## YOUR INSTRUCTIONS
Search the records for "impl" and copy each line that holds it.

*** Begin section ***

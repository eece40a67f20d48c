use anyhow::anyhow;
use serde::Deserialize;
use std::collections::HashSet;

#[derive(Copy, Clone, Hash, Eq, PartialEq, Debug, Deserialize)]
pub enum Permission {
    #[serde(rename = "read:contacts")]
    ReadContacts,
    #[serde(rename = "admin")]
    Admin,
}

#[derive(Debug, Default)]
pub struct Permissions {
    permissions: HashSet<Permission>,
}

impl Permissions {
    fn contains(&self, permission: Permission) -> bool {
        self.permissions.contains(&Permission::Admin) || self.permissions.contains(&permission)
    }
}

impl From<&[String]> for Permissions {
    fn from(value: &[String]) -> Self {
        let permissions = value
            .iter()
            .filter_map(|permission| {
                serde_json::from_value::<Permission>(serde_json::Value::String(permission.clone()))
                    .ok()
            })
            .collect();
        Self { permissions }
    }
}

/// Whoever is behind an authenticated request.
pub trait Actor: Send + Sync {
    fn permissions(&self) -> Permissions;

    fn subject(&self) -> String;

    fn check_for_permission(&self, permission: Permission) -> anyhow::Result<()> {
        match self.permissions().contains(permission) {
            true => Ok(()),
            false => Err(anyhow!("Unauthorized")),
        }
    }
}

#[cfg(test)]
pub(crate) struct TestActor(pub Vec<String>);

#[cfg(test)]
impl TestActor {
    pub(crate) fn with(permissions: &[&str]) -> Self {
        TestActor(permissions.iter().map(|p| p.to_string()).collect())
    }
}

#[cfg(test)]
impl Actor for TestActor {
    fn permissions(&self) -> Permissions {
        Permissions::from(&self.0[..])
    }

    fn subject(&self) -> String {
        "auth|test_actor".to_string()
    }
}

#[cfg(test)]
mod tests {
    use super::{Actor, Permission, TestActor};

    #[test]
    fn test_that_unknown_permissions_are_ignored() {
        let actor = TestActor::with(&["write:contacts", "read:contacts"]);
        assert!(actor.check_for_permission(Permission::ReadContacts).is_ok());
    }

    #[test]
    fn test_that_admin_has_every_permission() {
        let actor = TestActor::with(&["admin"]);
        assert!(actor.check_for_permission(Permission::ReadContacts).is_ok());
    }

    #[test]
    fn test_that_missing_permission_is_rejected() {
        let actor = TestActor::with(&["read:reports"]);
        assert!(actor.check_for_permission(Permission::ReadContacts).is_err());
    }
}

*** End section ***

## RESPONSE
impl Permissions {
impl From<&[String]> for Permissions {
impl TestActor {
impl Actor for TestActor {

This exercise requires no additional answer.